Pulling spray permit was right move

Over the past weekend, Willapa Bay and Grays Harbor commercial oyster growers and the state Department of Ecology agreed to scrap a permit to allow the growers to spray thousands of acres of oyster-growing ground in the marine estuaries with neurotoxic pesticide to control burrowing mud shrimp.

The sudden about-face happened because the oyster industry offended the public, environmental groups and, most importantly, the customers they depend upon to buy the oysters they raise. The backlash from Seattle-area restaurateurs who said they would have nothing to do with oysters harvested from areas sprayed with pesticides played a major role as well.

It’s not often that an industry turns back a permit after spending five years and $1 million on research — in this case to convince Ecology that the pesticide imidacloprid could be used safely in marine waters. And it’s just as rare for Ecology to bow to public pressure and rescind a permit it issued after concluding the project posed no significant threat to the environment.

“We’ve heard loud and clear from people across Washington that this permit didn’t meet their expectations, and we respect the growers’ response,” Ecology Director Maia Bellon said in a hastily prepared news release Sunday.

If the permit had not been rescinded, Washington would have been the first state to allow use of imidacloprid in an aquatic setting. Federal agencies such as the U.S. Fish and Wildlife Service and National Oceanic and Atmospheric Administration had both expressed concerns about unknown impacts from its use.

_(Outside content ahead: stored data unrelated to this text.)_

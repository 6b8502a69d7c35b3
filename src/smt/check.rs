//! Small-scope model finding.
//!
//! Formulas produced for a single value mention only a handful of narrow variables (the
//! 2-bit input selector, symbolic type widths), so exhaustively enumerating their assignments
//! is enough to decide them. Anything wider is refused rather than silently approximated.

use log::debug;
use num_bigint::BigUint;

use crate::error::CheckError;
use crate::smt::{mask, Expr, Model, Smt};

/// Largest combined width of free variables that [`Smt::find_model`] will enumerate.
pub const MAX_ENUM_BITS: u32 = 20;

impl Smt {
    /// Returns an assignment satisfying `e`, or `None` if `e` is unsatisfiable.
    pub fn find_model(&self, e: Expr) -> Result<Option<Model>, CheckError> {
        assert!(self.sort(e).is_bool(), "find_model: expected a boolean formula");

        let vars = self.declarations(e);
        let bits: u32 = vars.iter().map(|(_, sort)| sort.width()).sum();
        if bits > MAX_ENUM_BITS {
            return Err(CheckError::TooManyBits {
                bits,
                limit: MAX_ENUM_BITS,
            });
        }
        debug!("find_model: {} variables, {} bits", vars.len(), bits);

        for assignment in 0u64..(1u64 << bits) {
            let mut model = Model::new();
            let mut rest = BigUint::from(assignment);
            for (name, sort) in vars.iter() {
                let w = sort.width();
                model.set(name.clone(), rest.clone() & mask(w));
                rest >>= w;
            }
            if self.eval_bool(e, &model) == Some(true) {
                debug!("find_model: found {}", model);
                return Ok(Some(model));
            }
        }
        Ok(None)
    }

    pub fn is_sat(&self, e: Expr) -> Result<bool, CheckError> {
        Ok(self.find_model(e)?.is_some())
    }

    /// Checks that `e` holds under every assignment.
    pub fn is_valid(&self, e: Expr) -> Result<bool, CheckError> {
        let negated = self.mk_not(e);
        Ok(self.find_model(negated)?.is_none())
    }

    /// Checks that `hyp` implies `concl` under every assignment.
    pub fn is_implied(&self, hyp: Expr, concl: Expr) -> Result<bool, CheckError> {
        let f = self.mk_implies(hyp, concl);
        self.is_valid(f)
    }
}
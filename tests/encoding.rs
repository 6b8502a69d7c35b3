//! Encoding tests for program values.
//!
//! Tests cover constants, globals shared between the source and target programs, function
//! inputs under every attribute and configuration, aggregates, and type inference.

use num_bigint::BigUint;
use tv_ir::attrs::ParamAttrs;
use tv_ir::config::Config;
use tv_ir::error::{StateError, ValueError};
use tv_ir::smt::{Model, Smt};
use tv_ir::state::{Phase, State};
use tv_ir::value::{selector_var, Program};

fn small_config() -> Config {
    Config {
        bits_for_bid: 2,
        bits_for_offset: 6,
        ..Config::default()
    }
}

// ─── Constants ─────────────────────────────────────────────────────────────────

#[test]
fn poison_is_never_defined() {
    let smt = Smt::new();
    let config = Config::default();
    let mut program = Program::new();
    let i32 = program.types_mut().mk_int(32);
    let p = program.add_poison(i32);

    let mut s = State::new(&smt, &program, &config, Phase::Source);
    let sv = program.value(p).to_smt(&mut s);
    assert!(smt.is_false(sv.non_poison));
    assert!(s.undef_vars().is_empty());
}

#[test]
fn undef_is_fresh_on_every_use() {
    let smt = Smt::new();
    let config = Config::default();
    let mut program = Program::new();
    let i32 = program.types_mut().mk_int(32);
    let u = program.add_undef(i32);

    let mut s = State::new(&smt, &program, &config, Phase::Source);
    let first = program.value(u).to_smt(&mut s);
    let second = program.value(u).to_smt(&mut s);
    assert!(smt.is_true(first.non_poison));
    assert!(smt.is_true(second.non_poison));
    assert_ne!(first.value, second.value);
    assert_eq!(s.undef_vars(), &[first.value, second.value]);
}

#[test]
fn undef_never_aliases_a_named_input() {
    for undef_first in [false, true] {
        let smt = Smt::new();
        let config = Config::default();
        let mut program = Program::new();
        let i8 = program.types_mut().mk_int(8);
        let x = program.add_input(i8, "undef!0", ParamAttrs::new().noundef());
        let u = program.add_undef(i8);

        let mut s = State::new(&smt, &program, &config, Phase::Source);
        let (input, undef) = if undef_first {
            let undef = program.value(u).to_smt(&mut s);
            (program.value(x).to_smt(&mut s), undef)
        } else {
            let input = program.value(x).to_smt(&mut s);
            (input, program.value(u).to_smt(&mut s))
        };

        assert_ne!(input.value, undef.value, "undef_first = {}", undef_first);
        assert_eq!(smt.var_name(input.value).as_deref(), Some("undef!0"));
        let undef_name = smt.var_name(undef.value).unwrap();
        assert_ne!(undef_name, "undef!0");

        let mut model = Model::new();
        model.set("undef!0", 5u32);
        model.set(undef_name, 9u32);
        assert_eq!(smt.eval(input.value, &model), Some(BigUint::from(5u32)));
        assert_eq!(smt.eval(undef.value, &model), Some(BigUint::from(9u32)));
    }
}

#[test]
fn void_and_null() {
    let smt = Smt::new();
    let config = small_config();
    let mut program = Program::new();
    let ptr = program.types_mut().mk_ptr();
    let null = program.add_null(ptr);

    let mut s = State::new(&smt, &program, &config, Phase::Source);
    let void = program.value(program.void_value());
    assert!(void.is_void(program.types()));
    let sv = void.to_smt(&mut s);
    assert!(smt.is_false(sv.value));
    assert!(smt.is_false(sv.non_poison));

    let sv = program.value(null).to_smt(&mut s);
    assert_eq!(sv.value, smt.mk_uint(0, 8));
    assert!(smt.is_true(sv.non_poison));
}

// ─── Globals ───────────────────────────────────────────────────────────────────

#[test]
fn shared_global_keeps_its_block() {
    let smt = Smt::new();
    let config = Config::default();

    let mut src = Program::new();
    let ptr = src.types_mut().mk_ptr();
    let a = src.add_global(ptr, "@a", 4, 4, false);
    let b = src.add_global(ptr, "@b", 4, 4, false);
    let g = src.add_global(ptr, "@g", 8, 8, true);

    let mut tgt = Program::new();
    let ptr = tgt.types_mut().mk_ptr();
    let g_tgt = tgt.add_global(ptr, "@g", 8, 8, true);
    let h_tgt = tgt.add_global(ptr, "@h", 2, 1, false);

    let mut s = State::new(&smt, &src, &config, Phase::Source);
    for id in [a, b] {
        src.value(id).to_smt(&mut s);
    }
    let p_src = src.value(g).to_smt(&mut s);
    assert!(smt.is_true(p_src.non_poison));
    assert_eq!(s.global("@g").map(|e| e.bid), Some(3));
    let globals = s.into_globals();
    assert_eq!(globals.len(), 3);

    let mut t = State::new(&smt, &tgt, &config, Phase::Target);
    t.import_globals(&globals).unwrap();
    assert_eq!(t.memory().num_blocks(), 0);

    let p_tgt = tgt.value(g_tgt).to_smt(&mut t);
    assert_eq!(p_src.value, p_tgt.value);
    let block = t.memory().block(3).unwrap();
    assert_eq!((block.size, block.align), (8, 8));
    assert!(block.kind.is_constant());

    // A second use resolves without allocating again.
    let again = tgt.value(g_tgt).to_smt(&mut t);
    assert_eq!(again.value, p_tgt.value);
    assert_eq!(t.memory().num_blocks(), 1);

    // Globals only the target has stay clear of the ids chosen by the source.
    tgt.value(h_tgt).to_smt(&mut t);
    assert_eq!(t.global("@h").map(|e| e.bid), Some(4));
}

#[test]
fn reserve_rejected_while_translating_source() {
    let smt = Smt::new();
    let config = Config::default();
    let program = Program::new();
    let mut s = State::new(&smt, &program, &config, Phase::Source);
    let err = s.reserve_global("@g", 3).unwrap_err();
    assert!(matches!(err, StateError::ReserveInSource { bid: 3, .. }));
}

#[test]
fn import_rejects_block_taken_by_target_global() {
    let smt = Smt::new();
    let config = Config::default();

    let mut src = Program::new();
    let ptr = src.types_mut().mk_ptr();
    let g = src.add_global(ptr, "@g", 4, 4, false);
    let mut s = State::new(&smt, &src, &config, Phase::Source);
    src.value(g).to_smt(&mut s);
    let globals = s.into_globals();
    assert_eq!(globals.lookup("@g").map(|e| e.bid), Some(1));

    let mut tgt = Program::new();
    let ptr = tgt.types_mut().mk_ptr();
    let h = tgt.add_global(ptr, "@h", 4, 4, false);
    let mut t = State::new(&smt, &tgt, &config, Phase::Target);
    tgt.value(h).to_smt(&mut t);

    let err = t.import_globals(&globals).unwrap_err();
    assert_eq!(
        err,
        StateError::BlockTaken {
            name: "@g".to_string(),
            bid: 1
        }
    );
    assert_eq!(t.global("@g"), None);
    assert_eq!(t.memory().num_blocks(), 1);
}
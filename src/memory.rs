//! Symbolic memory.
//!
//! A pointer is the concatenation of a block id (high bits) and an offset into that block (low
//! bits). Block `0` is the null block and is never allocated. Only the blocks that the value
//! layer needs are tracked here: globals, constant globals, and the caller-allocated copies of
//! `byval` parameters (which are global blocks with the by-value mark set).

use std::collections::{BTreeMap, BTreeSet};

use log::debug;
use num_traits::ToPrimitive;

use crate::config::Config;
use crate::smt::{Expr, Smt};

#[derive(Debug, Copy, Clone, Eq, PartialEq, Hash)]
pub enum BlockKind {
    Global,
    ConstGlobal,
}

impl BlockKind {
    pub fn is_constant(self) -> bool {
        matches!(self, BlockKind::ConstGlobal)
    }
}

/// One allocated object.
///
/// Global blocks are initialized from the start and never change size.
#[derive(Debug, Clone, Eq, PartialEq)]
pub struct Block {
    pub size: u64,
    pub align: u64,
    pub kind: BlockKind,
    pub by_val: bool,
}

#[derive(Debug, Clone)]
pub struct Memory {
    bits_for_bid: u32,
    bits_for_offset: u32,
    bits_size_t: u32,
    blocks: BTreeMap<u32, Block>,
    reserved: BTreeSet<u32>,
    next_bid: u32,
}

impl Memory {
    pub fn new(config: &Config) -> Self {
        assert!(config.bits_for_bid > 0 && config.bits_for_bid < 32);
        assert!(config.bits_for_offset > 0);
        Self {
            bits_for_bid: config.bits_for_bid,
            bits_for_offset: config.bits_for_offset,
            bits_size_t: config.bits_size_t(),
            blocks: BTreeMap::new(),
            reserved: BTreeSet::new(),
            next_bid: 1,
        }
    }

    pub fn bits_for_bid(&self) -> u32 {
        self.bits_for_bid
    }
    pub fn bits_for_offset(&self) -> u32 {
        self.bits_for_offset
    }
    /// Width of block sizes and byte counts.
    pub fn bits_size_t(&self) -> u32 {
        self.bits_size_t
    }

    pub fn num_blocks(&self) -> usize {
        self.blocks.len()
    }

    pub fn block(&self, bid: u32) -> Option<&Block> {
        self.blocks.get(&bid)
    }

    pub fn blocks(&self) -> impl Iterator<Item = (u32, &Block)> {
        self.blocks.iter().map(|(&bid, block)| (bid, block))
    }

    fn max_bid(&self) -> u32 {
        (1u32 << self.bits_for_bid) - 1
    }

    /// Keeps `bid` away from allocations that let the memory choose the id.
    pub fn reserve_bid(&mut self, bid: u32) {
        assert_ne!(bid, 0, "Block 0 is the null block");
        self.reserved.insert(bid);
    }

    /// Allocates a block and returns a pointer to its start together with its id.
    ///
    /// With `fixed_bid`, the block is created at exactly that id.
    ///
    /// # Panics
    ///
    /// Panics if `fixed_bid` is the null block or is already allocated, or if the block id space
    /// is exhausted.
    pub fn alloc(
        &mut self,
        smt: &Smt,
        size: u64,
        align: u64,
        kind: BlockKind,
        fixed_bid: Option<u32>,
    ) -> (Expr, u32) {
        assert!(align.is_power_of_two(), "Alignment should be a power of two");

        let bid = match fixed_bid {
            Some(bid) => {
                assert_ne!(bid, 0, "Block 0 is the null block");
                assert!(
                    !self.blocks.contains_key(&bid),
                    "Block {} is already allocated",
                    bid
                );
                bid
            }
            None => {
                while self.blocks.contains_key(&self.next_bid) || self.reserved.contains(&self.next_bid) {
                    self.next_bid += 1;
                }
                let bid = self.next_bid;
                self.next_bid += 1;
                bid
            }
        };
        assert!(bid <= self.max_bid(), "Out of block ids");

        debug!(
            "alloc(size = {}, align = {}, kind = {:?}) => block {}{}",
            size,
            align,
            kind,
            bid,
            if fixed_bid.is_some() { " (fixed)" } else { "" }
        );
        self.blocks.insert(
            bid,
            Block {
                size,
                align,
                kind,
                by_val: false,
            },
        );
        let ptr = Pointer::from_bid(smt, self, bid);
        (ptr.into_expr(smt), bid)
    }

    pub fn mark_by_val(&mut self, bid: u32) {
        match self.blocks.get_mut(&bid) {
            Some(block) => block.by_val = true,
            None => panic!("Cannot mark unallocated block {} as by-value", bid),
        }
    }

    pub fn is_by_val(&self, bid: u32) -> bool {
        self.blocks.get(&bid).map_or(false, |b| b.by_val)
    }

    /// Size of the block `bid` points to.
    ///
    /// Blocks not allocated in this memory (the caller's objects) all take their size from the
    /// `blk_size_nonlocal` variable.
    pub fn block_size(&self, smt: &Smt, bid: Expr) -> Expr {
        let w = self.bits_size_t;
        if let Some(b) = smt.as_bv(bid) {
            let known = b.to_u32().and_then(|b| self.blocks.get(&b));
            if let Some(block) = known {
                return smt.mk_uint(block.size, w);
            }
        }
        let mut size = smt.mk_bv_var("blk_size_nonlocal", w);
        for (&b, block) in self.blocks.iter().rev() {
            let is_b = smt.mk_eq(bid, smt.mk_uint(b as u64, self.bits_for_bid));
            size = smt.mk_ite(is_b, smt.mk_uint(block.size, w), size);
        }
        size
    }
}

/// A pointer split into its block id and offset.
#[derive(Debug, Copy, Clone, Eq, PartialEq)]
pub struct Pointer {
    bid: Expr,
    offset: Expr,
}

impl Pointer {
    /// Splits a pointer-width formula.
    pub fn new(smt: &Smt, memory: &Memory, e: Expr) -> Self {
        let wb = memory.bits_for_bid;
        let wo = memory.bits_for_offset;
        assert_eq!(smt.width(e), wb + wo, "Pointer width mismatch for {}", e);
        Self {
            bid: smt.mk_extract(e, wb + wo - 1, wo),
            offset: smt.mk_extract(e, wo - 1, 0),
        }
    }

    /// Pointer to the start of block `bid`.
    pub fn from_bid(smt: &Smt, memory: &Memory, bid: u32) -> Self {
        Self {
            bid: smt.mk_uint(bid as u64, memory.bits_for_bid),
            offset: smt.mk_uint(0, memory.bits_for_offset),
        }
    }

    pub fn mk_null(smt: &Smt, memory: &Memory) -> Self {
        Self::from_bid(smt, memory, 0)
    }

    pub fn bid(&self) -> Expr {
        self.bid
    }
    pub fn offset(&self) -> Expr {
        self.offset
    }

    pub fn into_expr(self, smt: &Smt) -> Expr {
        smt.mk_concat(self.bid, self.offset)
    }

    pub fn is_null(&self, smt: &Smt) -> Expr {
        let zero_bid = smt.mk_uint(0, smt.width(self.bid));
        smt.mk_eq(self.bid, zero_bid)
    }

    /// The offset is a multiple of `align`.
    pub fn is_aligned(&self, smt: &Smt, align: u64) -> Expr {
        assert!(align.is_power_of_two(), "Alignment should be a power of two");
        if align == 1 {
            return smt.mk_true();
        }
        let bits = align.trailing_zeros();
        let low = smt.mk_extract(self.offset, bits - 1, 0);
        smt.mk_eq(low, smt.mk_uint(0, bits))
    }

    /// The `bytes` bytes starting at this pointer lie inside a live, suitably aligned block.
    /// Writing additionally requires the block not to be constant.
    pub fn is_dereferenceable(
        &self,
        smt: &Smt,
        memory: &Memory,
        bytes: u64,
        align: u64,
        is_write: bool,
    ) -> Expr {
        if bytes == 0 {
            return smt.mk_true();
        }
        let bytes = smt.mk_uint(bytes, memory.bits_size_t);
        let size = memory.block_size(smt, self.bid);

        let non_null = smt.mk_not(self.is_null(smt));
        let fits = smt.mk_bvule(bytes, size);
        let in_bounds = smt.mk_bvule(self.offset, smt.mk_bvsub(size, bytes));
        let mut result = smt.mk_and_many([non_null, fits, in_bounds, self.is_aligned(smt, align)]);

        if is_write {
            for (bid, block) in memory.blocks() {
                if block.kind.is_constant() {
                    let b = smt.mk_uint(bid as u64, memory.bits_for_bid);
                    result = smt.mk_and(result, smt.mk_ne(self.bid, b));
                }
            }
        }
        result
    }
}
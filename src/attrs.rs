//! Parameter attributes.

use std::fmt;

#[derive(Debug, Copy, Clone, Eq, PartialEq, Hash)]
pub enum Attribute {
    ByVal,
    Dereferenceable,
    NonNull,
    NoUndef,
}

impl Attribute {
    const fn bit(self) -> u8 {
        match self {
            Attribute::ByVal => 1 << 0,
            Attribute::Dereferenceable => 1 << 1,
            Attribute::NonNull => 1 << 2,
            Attribute::NoUndef => 1 << 3,
        }
    }
}

/// Attributes attached to a function input.
#[derive(Debug, Copy, Clone, Eq, PartialEq, Hash)]
pub struct ParamAttrs {
    flags: u8,
    /// Alignment in bytes (`1` when unconstrained).
    pub align: u64,
    /// Size of the caller-allocated copy of a `byval` parameter.
    pub block_size: u64,
    /// Number of bytes a `dereferenceable` pointer can be dereferenced for.
    pub deref_bytes: u64,
}

impl Default for ParamAttrs {
    fn default() -> Self {
        Self {
            flags: 0,
            align: 1,
            block_size: 0,
            deref_bytes: 0,
        }
    }
}

impl ParamAttrs {
    pub fn new() -> Self {
        Self::default()
    }

    pub fn has(&self, attr: Attribute) -> bool {
        self.flags & attr.bit() != 0
    }

    pub fn set(&mut self, attr: Attribute) {
        self.flags |= attr.bit();
    }

    pub fn with(mut self, attr: Attribute) -> Self {
        self.set(attr);
        self
    }

    pub fn byval(mut self, block_size: u64) -> Self {
        self.set(Attribute::ByVal);
        self.block_size = block_size;
        self
    }

    pub fn dereferenceable(mut self, bytes: u64) -> Self {
        self.set(Attribute::Dereferenceable);
        self.deref_bytes = bytes;
        self
    }

    pub fn nonnull(self) -> Self {
        self.with(Attribute::NonNull)
    }

    pub fn noundef(self) -> Self {
        self.with(Attribute::NoUndef)
    }

    pub fn aligned(mut self, align: u64) -> Self {
        assert!(align.is_power_of_two(), "Alignment should be a power of two");
        self.align = align;
        self
    }
}

/// Every attribute is followed by a space, so the result can be prefixed to a name.
impl fmt::Display for ParamAttrs {
    fn fmt(&self, f: &mut fmt::Formatter<'_>) -> fmt::Result {
        if self.has(Attribute::ByVal) {
            write!(f, "byval({}) ", self.block_size)?;
        }
        if self.has(Attribute::NonNull) {
            write!(f, "nonnull ")?;
        }
        if self.has(Attribute::Dereferenceable) {
            write!(f, "dereferenceable({}) ", self.deref_bytes)?;
        }
        if self.has(Attribute::NoUndef) {
            write!(f, "noundef ")?;
        }
        if self.align > 1 {
            write!(f, "align({}) ", self.align)?;
        }
        Ok(())
    }
}
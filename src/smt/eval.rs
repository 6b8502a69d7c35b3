use std::collections::{BTreeMap, HashMap};
use std::fmt;

use num_bigint::BigUint;
use num_traits::{One, Zero};

use crate::smt::{mask, Expr, Node, Smt};

/// Assignment of values to variable names.
///
/// Booleans are stored as `0` / `1`.
#[derive(Debug, Clone, Default, Eq, PartialEq)]
pub struct Model {
    values: BTreeMap<String, BigUint>,
}

impl Model {
    pub fn new() -> Self {
        Self::default()
    }

    pub fn set(&mut self, name: impl Into<String>, value: impl Into<BigUint>) {
        self.values.insert(name.into(), value.into());
    }

    pub fn set_bool(&mut self, name: impl Into<String>, value: bool) {
        self.set(name, value as u32);
    }

    pub fn get(&self, name: &str) -> Option<&BigUint> {
        self.values.get(name)
    }

    pub fn len(&self) -> usize {
        self.values.len()
    }

    pub fn is_empty(&self) -> bool {
        self.values.is_empty()
    }

    pub fn iter(&self) -> impl Iterator<Item = (&String, &BigUint)> {
        self.values.iter()
    }
}

impl fmt::Display for Model {
    fn fmt(&self, f: &mut fmt::Formatter<'_>) -> fmt::Result {
        write!(f, "{{")?;
        for (i, (name, value)) in self.values.iter().enumerate() {
            if i > 0 {
                write!(f, ", ")?;
            }
            write!(f, "{} = {}", name, value)?;
        }
        write!(f, "}}")
    }
}

fn from_bool(b: bool) -> BigUint {
    if b {
        BigUint::one()
    } else {
        BigUint::zero()
    }
}

impl Smt {
    /// Evaluates `e` under `model`.
    ///
    /// Returns `None` if `e` mentions a variable the model does not assign.
    pub fn eval(&self, e: Expr, model: &Model) -> Option<BigUint> {
        let mut cache = HashMap::new();
        self._eval(e, model, &mut cache)
    }

    pub fn eval_bool(&self, e: Expr, model: &Model) -> Option<bool> {
        self.eval(e, model).map(|v| !v.is_zero())
    }

    fn _eval(&self, e: Expr, model: &Model, cache: &mut HashMap<Expr, BigUint>) -> Option<BigUint> {
        if let Some(v) = cache.get(&e) {
            return Some(v.clone());
        }

        let value = match self.node(e) {
            Node::Bool(b) => from_bool(b),
            Node::Bv { value, .. } => value,
            Node::Var { name, sort, .. } => model.get(&name)?.clone() & mask(sort.width()),
            Node::Not(a) => from_bool(self._eval(a, model, cache)?.is_zero()),
            Node::And(a, b) => {
                let a = self._eval(a, model, cache)?;
                let b = self._eval(b, model, cache)?;
                from_bool(!a.is_zero() && !b.is_zero())
            }
            Node::Or(a, b) => {
                let a = self._eval(a, model, cache)?;
                let b = self._eval(b, model, cache)?;
                from_bool(!a.is_zero() || !b.is_zero())
            }
            Node::Eq(a, b) => {
                let a = self._eval(a, model, cache)?;
                let b = self._eval(b, model, cache)?;
                from_bool(a == b)
            }
            Node::Ite(c, t, f) => {
                if self._eval(c, model, cache)?.is_zero() {
                    self._eval(f, model, cache)?
                } else {
                    self._eval(t, model, cache)?
                }
            }
            Node::Extract { high, low, arg } => {
                (self._eval(arg, model, cache)? >> low) & mask(high - low + 1)
            }
            Node::Concat(hi, lo) => {
                let shift = self.width(lo);
                let hi = self._eval(hi, model, cache)?;
                let lo = self._eval(lo, model, cache)?;
                (hi << shift) | lo
            }
            Node::BvSub(a, b) => {
                let modulus = BigUint::one() << self.width(a);
                let a = self._eval(a, model, cache)?;
                let b = self._eval(b, model, cache)?;
                (a + &modulus - b) % modulus
            }
            Node::BvUle(a, b) => {
                let a = self._eval(a, model, cache)?;
                let b = self._eval(b, model, cache)?;
                from_bool(a <= b)
            }
        };

        cache.insert(e, value.clone());
        Some(value)
    }
}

Even as they walked away from the permit, the oyster growers insisted the use of imidacloprid could have been done safely, without harm to the environment. It was viewed by some as a less toxic alternative to the pesticide carbaryl, which has been used for the same purpose in the two bays for years. These two estuaries account for 25 percent of the commercial oysters grown in the United States.

But isn’t there a genuine disconnect between the word “oyster” and the word “pesticide”? The seafood industry, including Shelton-based Taylor Shellfish, is on the forefront of the fight for pollution-free marine waters and carbon emission reduction strategies to combat ocean acidification. Commercial shellfish growers provide a valuable link between the business and environmental communities on several key issues. These alliances, combined with consumer confidence in their products, remain paramount for the growers.

The oyster growers in Willapa Bay and Grays Harbor have tried a wide range of non-toxic shrimp-control measures, including covering the tide flats with gravel and shells, infusing the tide flats with habanero pepper extract and garlic oil, and shocking the shrimp with electricity. So far, nothing has worked.

It’s back to the drawing board for the oyster growers, who are desperate to find a way to keep mud shrimp from suffocating the oysters. A non-toxic alternative must be found, given the consumer’s demand for pesticide-free growing ground.